Son existence monastique n'était pas ordinaire, ce qu'il reconnaissait volontiers, faisant écho au sentiment de son ami, le père Batllori, qui se considérait également comme un jésuite atypique. En effet, sa vie est devenue le témoignage d'un mélange unique d'engagement spirituel et de quête intellectuelle implacable. Les échos de personnages influents tels que Jaume Vicens Vives, dont il a dévoré les œuvres dans sa jeunesse, et les rencontres personnelles avec Pierre Vilar, avec qui il a eu de longues discussions enrichissantes au milieu de la bibliothèque labyrinthique du monastère, ont façonné son objectif historique.

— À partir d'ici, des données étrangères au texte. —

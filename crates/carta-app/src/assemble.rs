// Copyright 2026 Phillip Cloud
// Licensed under the Apache License, Version 2.0

use serde_json::{Map, Value as JsonValue, json};

use crate::model::{EncodingMap, FieldItem, Row, SemanticType};

/// Assembles a renderable chart specification from a chart's pieces, or
/// `None` when no preview is possible: empty data, an unrecognized chart
/// type, or an encoding whose field references all dangle. Individual
/// dangling bindings are skipped channel by channel.
pub fn assemble_chart_spec(
    chart_type: &str,
    encoding: &EncodingMap,
    field_items: &[FieldItem],
    rows: &[Row],
) -> Option<JsonValue> {
    if rows.is_empty() {
        return None;
    }
    let mark = mark_for(chart_type)?;

    let mut channels = Map::new();
    for (channel, binding) in encoding {
        let Some(item) = field_items.iter().find(|item| item.id == binding.field_id) else {
            continue;
        };
        let mut definition = Map::new();
        definition.insert("field".to_owned(), json!(item.name));
        definition.insert(
            "type".to_owned(),
            json!(measurement_for(item.semantic_type)),
        );
        if let Some(aggregate) = binding.aggregate {
            definition.insert("aggregate".to_owned(), json!(aggregate.as_str()));
        }
        channels.insert(channel.as_str().to_owned(), JsonValue::Object(definition));
    }
    if channels.is_empty() {
        return None;
    }

    let values: Vec<JsonValue> = rows
        .iter()
        .map(|row| serde_json::to_value(row).unwrap_or(JsonValue::Null))
        .collect();

    Some(json!({
        "mark": mark,
        "encoding": channels,
        "data": { "values": values },
    }))
}

fn mark_for(chart_type: &str) -> Option<&'static str> {
    match chart_type {
        "point" | "scatter" => Some("point"),
        "bar" | "histogram" => Some("bar"),
        "line" => Some("line"),
        "area" => Some("area"),
        "boxplot" => Some("boxplot"),
        _ => None,
    }
}

fn measurement_for(semantic_type: SemanticType) -> &'static str {
    match semantic_type {
        SemanticType::Number => "quantitative",
        SemanticType::Date => "temporal",
        SemanticType::String | SemanticType::Boolean => "nominal",
    }
}

#[cfg(test)]
mod tests {
    use super::assemble_chart_spec;
    use crate::ids::{FieldId, TableId};
    use crate::model::{
        Aggregate, Channel, ChannelBinding, EncodingMap, FieldItem, FieldSource, Row,
        SemanticType, Value,
    };

    fn sample_rows() -> Vec<Row> {
        let mut first = Row::new();
        first.insert("age", 25_i64);
        first.insert("count_val", 10_i64);
        let mut second = Row::new();
        second.insert("age", 30_i64);
        second.insert("count_val", 15_i64);
        vec![first, second]
    }

    fn sample_fields(table: &TableId) -> Vec<FieldItem> {
        ["age", "count_val"]
            .iter()
            .map(|name| FieldItem {
                id: FieldId::compose(FieldSource::Original, table, name),
                name: (*name).to_owned(),
                semantic_type: SemanticType::Number,
                source: FieldSource::Original,
                table_ref: table.clone(),
                description: None,
                domain: vec![Value::Number(25.0)],
            })
            .collect()
    }

    fn binding(table: &TableId, name: &str, aggregate: Option<Aggregate>) -> ChannelBinding {
        ChannelBinding {
            field_id: FieldId::compose(FieldSource::Original, table, name),
            aggregate,
        }
    }

    #[test]
    fn assembles_bar_spec_with_bound_channels() {
        let table = TableId::numbered(1);
        let mut encoding = EncodingMap::new();
        encoding.insert(Channel::X, binding(&table, "age", None));
        encoding.insert(Channel::Y, binding(&table, "count_val", Some(Aggregate::Sum)));

        let spec = assemble_chart_spec("histogram", &encoding, &sample_fields(&table), &sample_rows())
            .expect("spec assembles");

        assert_eq!(spec["mark"], "bar");
        assert_eq!(spec["encoding"]["x"]["field"], "age");
        assert_eq!(spec["encoding"]["x"]["type"], "quantitative");
        assert_eq!(spec["encoding"]["y"]["aggregate"], "sum");
        assert_eq!(spec["data"]["values"].as_array().map(Vec::len), Some(2));
    }

    #[test]
    fn unknown_chart_type_yields_no_preview() {
        let table = TableId::numbered(1);
        let mut encoding = EncodingMap::new();
        encoding.insert(Channel::X, binding(&table, "age", None));

        let spec =
            assemble_chart_spec("hexbin", &encoding, &sample_fields(&table), &sample_rows());
        assert!(spec.is_none());
    }

    #[test]
    fn empty_rows_yield_no_preview() {
        let table = TableId::numbered(1);
        let mut encoding = EncodingMap::new();
        encoding.insert(Channel::X, binding(&table, "age", None));

        let spec = assemble_chart_spec("bar", &encoding, &sample_fields(&table), &[]);
        assert!(spec.is_none());
    }

    #[test]
    fn dangling_bindings_are_skipped_channel_by_channel() {
        let table = TableId::numbered(1);
        let mut encoding = EncodingMap::new();
        encoding.insert(Channel::X, binding(&table, "age", None));
        encoding.insert(Channel::Y, binding(&table, "deleted_field", None));

        let spec = assemble_chart_spec("line", &encoding, &sample_fields(&table), &sample_rows())
            .expect("spec assembles without the dangling channel");
        assert!(spec["encoding"]["x"].is_object());
        assert!(spec["encoding"].get("y").is_none());
    }

    #[test]
    fn fully_dangling_encoding_yields_no_preview() {
        let table = TableId::numbered(1);
        let mut encoding = EncodingMap::new();
        encoding.insert(Channel::X, binding(&table, "deleted_field", None));

        let spec = assemble_chart_spec("bar", &encoding, &sample_fields(&table), &sample_rows());
        assert!(spec.is_none());
    }

    #[test]
    fn date_columns_map_to_temporal() {
        let table = TableId::numbered(1);
        let mut fields = sample_fields(&table);
        fields[0].semantic_type = SemanticType::Date;
        let mut encoding = EncodingMap::new();
        encoding.insert(Channel::X, binding(&table, "age", None));

        let spec = assemble_chart_spec("line", &encoding, &fields, &sample_rows())
            .expect("spec assembles");
        assert_eq!(spec["encoding"]["x"]["type"], "temporal");
    }
}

Il a évoqué le vif intérêt de Vilar pour la guerre civile espagnole et la façon dont une passion commune pour l'histoire a forgé un lien entre les livres sur Majorque, lus et commentés avec une rapidité surprenante.
Les conversations ont souvent porté sur son lien profond avec la culture et la langue catalanes, un engagement qui a marqué une grande partie de sa vie universitaire et personnelle. Depuis ses premières études de français à Palma et à l'université, jusqu'à ses œuvres ultérieures, il a défendu la riche tapisserie du patrimoine catalan. Il a raconté comment la période tumultueuse de la guerre civile espagnole a suscité un profond engagement, nourri par des œuvres fondamentales qui ont mis en lumière les complexités du conflit. Ses réflexions sur l'impact dévastateur de la guerre sur Majorque, la répression brutale et le destin tragique de certaines personnes ont offert une réflexion saisissante et poignante sur un sombre chapitre de l'histoire.
Montserrat elle-même est devenue le creuset de ses convictions, un phare de l'identité catalane et un sanctuaire contre l'omniprésence du national-catholicisme du régime franquiste. Il a rappelé l'atmosphère chargée qui régnait dans la « tancada d'intel·lectuals » de 1970, un acte crucial de résistance contre la dictature, dans lequel il avait été profondément impliqué. Ces discussions ont révélé non seulement son antifascisme farouche, mais également le rôle crucial, souvent solitaire, joué par l'Église en Catalogne en l'absence de libertés démocratiques. Son travail en tant que rédacteur en chef des publications de l'abbaye de Montserrat est devenu un autre moyen puissant de préservation de la culture et de diffusion intellectuelle, rôle qu'il a assumé avec vigueur.
Au-delà des grands récits historiques, les conversations ont révélé une profonde appréciation de la littérature populaire catalane et la recherche méticuleuse de son essence. Il a évoqué le travail minutieux que représente la collecte de chansons traditionnelles, souvent chantées par des femmes, et la fragilité dans laquelle ces trésors culturels ont été découverts. Ce dévouement à la découverte et à la préservation des voix vernaculaires de la Catalogne a souligné sa conviction du pouvoir durable de la culture pour définir et soutenir un peuple. Comme le révèlent ces échanges, sa vie a été un acte continu de saviesa i compromís, de sagesse et d'engagement, une quête incessante de connaissances mêlée à une défense inébranlable de son identité culturelle et nationale.